Years ago, I was at the Monterey (Calif.) Herald newspaper when I noticed a husband and wife had died within 24 hours of one another and decided to write a story about it.

I reached the couple’s daughter-in-law who told me what had happened: the wife had a stroke and died instantly. When the husband saw her body being taken away, he had a heart attack and died a few hours later.

This woman, Diane, told me about the love her in-laws had shared for the past 50 years. How they came over from Mexico and had worked in the fields picking lettuce since they were 18. How they raised six children and sent four of them to medical school this way.  I was immediately captured by this love story — this couple’s life story, really.

Diane invited me to come to the wake the next day so I could talk to the couple’s other children.
When I arrived, I was told Diane was on her way and to wait inside. The house was packed with mourners. I stood in the corner feeling about as awkward and out of place as I ever have in my life.

Finally Diane arrived and herded all the siblings and me into a bedroom to talk. I explained that I wanted to write about their parent’s great love story.

One of the couple’s daughters glared at me and said, “I’m not talking to you. I got nothing to say to you!”

Saying she was hostile is an understatement.

However, before long everyone was sharing stories with me and laughing and crying — everyone except the one daughter who continued glaring at me.

I went back to the office and wrote my story, adding in some quotes from doctors who said they truly believed someone could die of a broken heart.

About a month later, I got a little envelope in the mail. Inside was a thank you card:

“Thank you so much for writing about my parents. I was the one who didn’t want to talk to you. But I’m so glad you were there. Your article is now a treasured keepsake in our family. Thank you so much.”

And so that, that right there, is why I make those painful calls and visits to grieving family and friends. It’s about finding the beauty, the hope, the love, and the basic goodness of people in a tragedy. And if I don’t care enough to make that call, then who will?

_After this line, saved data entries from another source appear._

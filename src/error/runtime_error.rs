/// Represents all errors that can occur during evaluation.
#[derive(Debug, Clone, PartialEq, Eq, thiserror::Error)]
pub enum RuntimeError {
    /// The name is bound in neither the current scope nor any ancestor.
    #[error("Evaluation error on line {line}: Unknown identifier '{name}'.")]
    UnknownIdentifier {
        /// The unresolved name.
        name: String,
        /// The source line where the error occurred.
        line: usize,
    },
    /// The index expression did not produce an integer.
    #[error("Evaluation error on line {line}: Index must be an integer, found {found}.")]
    IndexNotInteger {
        /// Description of the value that was found.
        found: String,
        /// The source line where the error occurred.
        line:  usize,
    },
    /// Tried to access a vector element outside its bounds.
    #[error("Evaluation error on line {line}: Index out of bounds. Length is {len}, but found {index} instead.")]
    IndexOutOfBounds {
        /// The index that was requested.
        index: i64,
        /// The length of the indexed vector.
        len:   usize,
        /// The source line where the error occurred.
        line:  usize,
    },
    /// Tried to index something that is not a vector.
    #[error("Evaluation error on line {line}: Expected a vector to index into, found {found}.")]
    NotIndexable {
        /// Description of the value that was found.
        found: String,
        /// The source line where the error occurred.
        line:  usize,
    },
    /// A unary operator was applied to a value it does not support.
    #[error("Evaluation error on line {line}: Cannot apply '{op}' to {operand}.")]
    InvalidUnaryOperand {
        /// The operator symbol.
        op:      String,
        /// Description of the operand.
        operand: String,
        /// The source line where the error occurred.
        line:    usize,
    },
    /// A binary operator was applied to values it does not support.
    #[error("Evaluation error on line {line}: Cannot apply '{op}' to {left} and {right}.")]
    InvalidBinaryOperands {
        /// The operator symbol.
        op:    String,
        /// Description of the left operand.
        left:  String,
        /// Description of the right operand.
        right: String,
        /// The source line where the error occurred.
        line:  usize,
    },
    /// The callee of a call expression is not a function.
    #[error("Evaluation error on line {line}: Expected a function to call, found {found}.")]
    NotCallable {
        /// Description of the value that was found.
        found: String,
        /// The source line where the error occurred.
        line:  usize,
    },
    /// The wrong number of arguments was supplied to a function.
    #[error("Evaluation error on line {line}: Argument count mismatch. Expected {expected}, but found {found}.")]
    ArgumentCountMismatch {
        /// Number of declared parameters.
        expected: usize,
        /// Number of supplied arguments.
        found:    usize,
        /// The source line where the error occurred.
        line:     usize,
    },
    /// Attempted integer division by zero.
    #[error("Evaluation error on line {line}: Division by zero.")]
    DivisionByZero {
        /// The source line where the error occurred.
        line: usize,
    },
    /// Arithmetic overflowed the 64-bit integer range.
    #[error("Evaluation error on line {line}: Integer overflow while trying to compute result.")]
    Overflow {
        /// The source line where the error occurred.
        line: usize,
    },
    /// Nested function calls exceeded the configured depth.
    #[error("Evaluation error on line {line}: Maximum call depth of {limit} exceeded.")]
    RecursionLimit {
        /// The configured maximum depth.
        limit: usize,
        /// The source line where the error occurred.
        line:  usize,
    },
}
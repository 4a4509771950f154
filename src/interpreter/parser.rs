/// Parser state and entry points.
///
/// Holds the token slice and cursor, the lookahead helpers, and the program
/// and expression entry points.
pub mod core;

/// Prefix, postfix and atom parsing.
///
/// Handles unary minus, chained calls and index accesses, literals,
/// identifiers, groupings and vector literals.
pub mod unary;

/// Binary operator parsing.
///
/// Implements every left-associative precedence level from `|` down to `*`
/// and `/`.
pub mod binary;

/// Utility functions for the parser.
///
/// Provides comma-separated list parsing and identifier extraction shared by
/// calls, vector literals and definition headers.
pub mod utils;

/// Statement parsing.
///
/// Decides between a definition and a plain expression with a non-destructive
/// probe, then parses whichever was found.
pub mod statement;

pub use self::core::{ParseResult, Parser, parse};
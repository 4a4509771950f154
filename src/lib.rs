//! # mexpr
//!
//! mexpr is an interpreter for a minimal expression language written in Rust.
//! A source text is a sequence of function definitions and expressions over
//! 64-bit integers, booleans-as-integers and vectors. Functions are
//! first-class closures with lexical scoping and may recurse.
//!
//! ```
//! use mexpr::{get_result, render_result};
//!
//! let value = get_result("fact(n) = [1, n * fact(n - 1)][n > 0] fact(4)").unwrap();
//! assert_eq!(render_result(&value), "24");
//! ```

#![warn(
    clippy::redundant_clone,
    clippy::needless_pass_by_value,
    clippy::similar_names,
    clippy::large_enum_variant,
    clippy::string_lit_as_bytes,
    clippy::match_same_arms,
    clippy::cargo,
    clippy::nursery,
    clippy::perf,
    clippy::style,
    clippy::suspicious,
    clippy::correctness,
    clippy::complexity,
    clippy::pedantic,
    //missing_docs,
)]
#![allow(clippy::missing_errors_doc)]

use crate::{
    error::Error,
    interpreter::{
        environment::Environment,
        evaluator::core::{Context, EvalConfig},
        lexer::tokenize,
        parser::parse,
        value::core::Value,
    },
};

/// Defines the structure of parsed code.
///
/// This module declares the `Program`, `Statement` and `Expr` types that
/// represent the syntactic structure of source code as a tree. The tree is
/// built by the parser and walked by the evaluator.
///
/// # Responsibilities
/// - Defines expression and statement types for all language constructs.
/// - Attaches source lines to nodes for error reporting.
pub mod ast;
/// Provides unified error types for lexing, parsing and evaluation.
///
/// Every failure carries the line it was detected on. The umbrella `Error`
/// type tags which stage failed.
pub mod error;
/// Orchestrates the entire process of code execution.
///
/// This module ties together lexing, parsing, evaluation, value
/// representations and scope frames.
///
/// # Responsibilities
/// - Coordinates all core components: lexer, parser, evaluator, and value
///   types.
/// - Provides entry points for parsing and evaluating user code.
pub mod interpreter;
/// General utilities for safe numeric conversion and stack growth.
pub mod util;

/// Runs a source text and returns the value of its last statement.
///
/// The text is tokenized, parsed and evaluated in a fresh top-level scope
/// using the default [`EvalConfig`]. An empty program evaluates to `0`. No
/// state survives between calls.
///
/// # Errors
/// Returns the first lexical, syntactic or runtime error encountered.
///
/// # Examples
/// ```
/// use mexpr::{get_result, interpreter::value::core::Value};
///
/// assert_eq!(get_result("f(x, y) = x + y f(2, 3)").unwrap(), Value::Integer(5));
///
/// // Calling with the wrong number of arguments fails.
/// assert!(get_result("f(x, y) = x + y f(2)").is_err());
/// ```
pub fn get_result(source: &str) -> Result<Value, Error> {
    get_result_with_config(source, &EvalConfig::default())
}

/// Like [`get_result`], with explicit evaluation limits.
///
/// # Example
/// ```
/// use mexpr::{get_result_with_config, interpreter::evaluator::core::EvalConfig};
///
/// let source = "down(n) = [0, down(n - 1)][n > 0] down(10)";
///
/// assert!(get_result_with_config(source, &EvalConfig::default()).is_ok());
/// assert!(get_result_with_config(source, &EvalConfig { max_call_depth: 3 }).is_err());
/// ```
pub fn get_result_with_config(source: &str, config: &EvalConfig) -> Result<Value, Error> {
    let tokens = tokenize(source)?;
    let program = parse(&tokens)?;

    let env = Environment::root();
    let value = Context::with_config(*config).eval_program(&program, &env)?;
    Ok(value)
}

/// Renders a result value as text.
///
/// Integers print in decimal. Vectors print their integer elements separated
/// by single spaces, leaving out any element that is not an integer. Functions
/// print as `<function name(params)>`.
///
/// # Example
/// ```
/// use mexpr::{get_result, render_result};
///
/// assert_eq!(render_result(&get_result("[1, [2], 3]").unwrap()), "1 3");
/// ```
#[must_use]
pub fn render_result(value: &Value) -> String {
    value.to_string()
}
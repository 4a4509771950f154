use std::rc::Rc;

use crate::{
    ast::{BinaryOperator, Expr},
    error::RuntimeError,
    interpreter::{
        environment::Environment,
        evaluator::core::{Context, EvalResult},
        value::core::Value,
    },
};

impl Context {
    /// Evaluates a binary operation between two values.
    ///
    /// Every operator is defined on integers only. Arithmetic goes to
    /// `eval_scalar_op`, `^ > <` go to `eval_comparison` and `& |` go to
    /// `eval_logic`.
    ///
    /// # Parameters
    /// - `op`: The operator.
    /// - `left`: Left operand.
    /// - `right`: Right operand.
    /// - `line`: Line number for error reporting.
    ///
    /// # Returns
    /// An `EvalResult<Value>` containing the evaluated result.
    ///
    /// # Example
    /// ```
    /// use mexpr::{
    ///     ast::BinaryOperator,
    ///     interpreter::{evaluator::core::Context, value::core::Value},
    /// };
    ///
    /// let left = Value::Integer(3);
    /// let right = Value::Integer(4);
    ///
    /// let result = Context::eval_binary(BinaryOperator::Add, &left, &right, 1);
    /// assert_eq!(result.unwrap(), Value::Integer(7));
    ///
    /// let vector = Value::from(vec![Value::Integer(1)]);
    /// assert!(Context::eval_binary(BinaryOperator::Add, &vector, &right, 1).is_err());
    /// ```
    pub fn eval_binary(op: BinaryOperator,
                       left: &Value,
                       right: &Value,
                       line: usize)
                       -> EvalResult<Value> {
        use BinaryOperator::{Add, And, Div, Equal, Greater, Less, Mul, Or, Sub};

        let (Value::Integer(a), Value::Integer(b)) = (left, right) else {
            return Err(RuntimeError::InvalidBinaryOperands { op: op.to_string(),
                                                             left: left.describe(),
                                                             right: right.describe(),
                                                             line });
        };

        match op {
            Add | Sub | Mul | Div => Self::eval_scalar_op(op, *a, *b, line),
            Equal | Greater | Less => Ok(Self::eval_comparison(op, *a, *b)),
            And | Or => Ok(Self::eval_logic(op, *a, *b)),
        }
    }

    /// Evaluates both operand expressions, left first, then applies the
    /// operator. Neither `&` nor `|` short-circuits.
    pub(crate) fn eval_binary_op(&mut self,
                                 left: &Expr,
                                 op: BinaryOperator,
                                 right: &Expr,
                                 line: usize,
                                 env: &Rc<Environment>)
                                 -> EvalResult<Value> {
        let left = self.eval(left, env)?;
        let right = self.eval(right, env)?;
        Self::eval_binary(op, &left, &right, line)
    }
}
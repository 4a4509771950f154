/// The evaluator module executes the syntax tree and computes results.
///
/// The evaluator walks the tree directly, resolving identifiers through the
/// environment chain, applying operators and calling closures. It is the core
/// execution engine of the interpreter.
///
/// # Responsibilities
/// - Evaluates every expression form and both statement kinds.
/// - Creates closures from definitions and applies them with fresh frames.
/// - Reports runtime errors such as division by zero, bad indices or arity
///   mismatches.
pub mod evaluator;
/// The lexer module tokenizes source code for further parsing.
///
/// The lexer reads the raw source text and produces a sequence of tokens, each
/// paired with the line it appears on. Whitespace and `'...'` comments are
/// dropped here. This is the first stage of interpretation.
///
/// # Responsibilities
/// - Converts the input character stream into line-tagged tokens.
/// - Recognizes integers, the boolean literals `!` and `?`, identifiers,
///   operators and delimiters.
/// - Reports lexical errors for invalid or malformed input.
pub mod lexer;
/// The parser module builds the syntax tree from tokens.
///
/// The parser is recursive descent with one function per precedence level.
/// It decides between definitions and expressions with a bounded lookahead
/// that never consumes input.
///
/// # Responsibilities
/// - Converts tokens into `Program`, `Statement` and `Expr` nodes.
/// - Validates the grammar, reporting errors with the offending token and
///   its line.
pub mod parser;
/// The value module defines the runtime data types for evaluation.
///
/// Values are integers, vectors of values and closures. Booleans are not a
/// separate type; they evaluate to `1` and `0`.
pub mod value;
/// Lexical scope frames.
///
/// An environment maps names to values and links to the frame it was created
/// in. Closures capture the frame current at their definition.
pub mod environment;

My question for you writer and reader friends:

What speaks to you about crime fiction? Why do you pick up these types of books over and over or — if you are a writer — continue to pen these types of novels?

4 comments:

Thomas Pluck said...

What a great post, Kristi. That is a letter to keep framed on your wall. And yes, the crime stories I write are usually elegies, to people I know, knew, or empathized with. Their stories live on in those who knew them.

Kristi said...

I love that -- elegies -- perfect. What a beautiful way to put it!
And thanks for your kind words!

Aimee Hix said...

Kristi,
I read, and write, crime for a very selfish reason. Feeling out of control and small and insubstantial and unable to affect any real change in the world, crime fiction makes me feel differently. For those moments I get to feel justice has been done and that I am in control and powerful and unstoppable; that the world is balanced again.

Kristi said...

Oh Aimee, honey, I get that, too!
I wrote my first book to purge real-life monsters out of my head!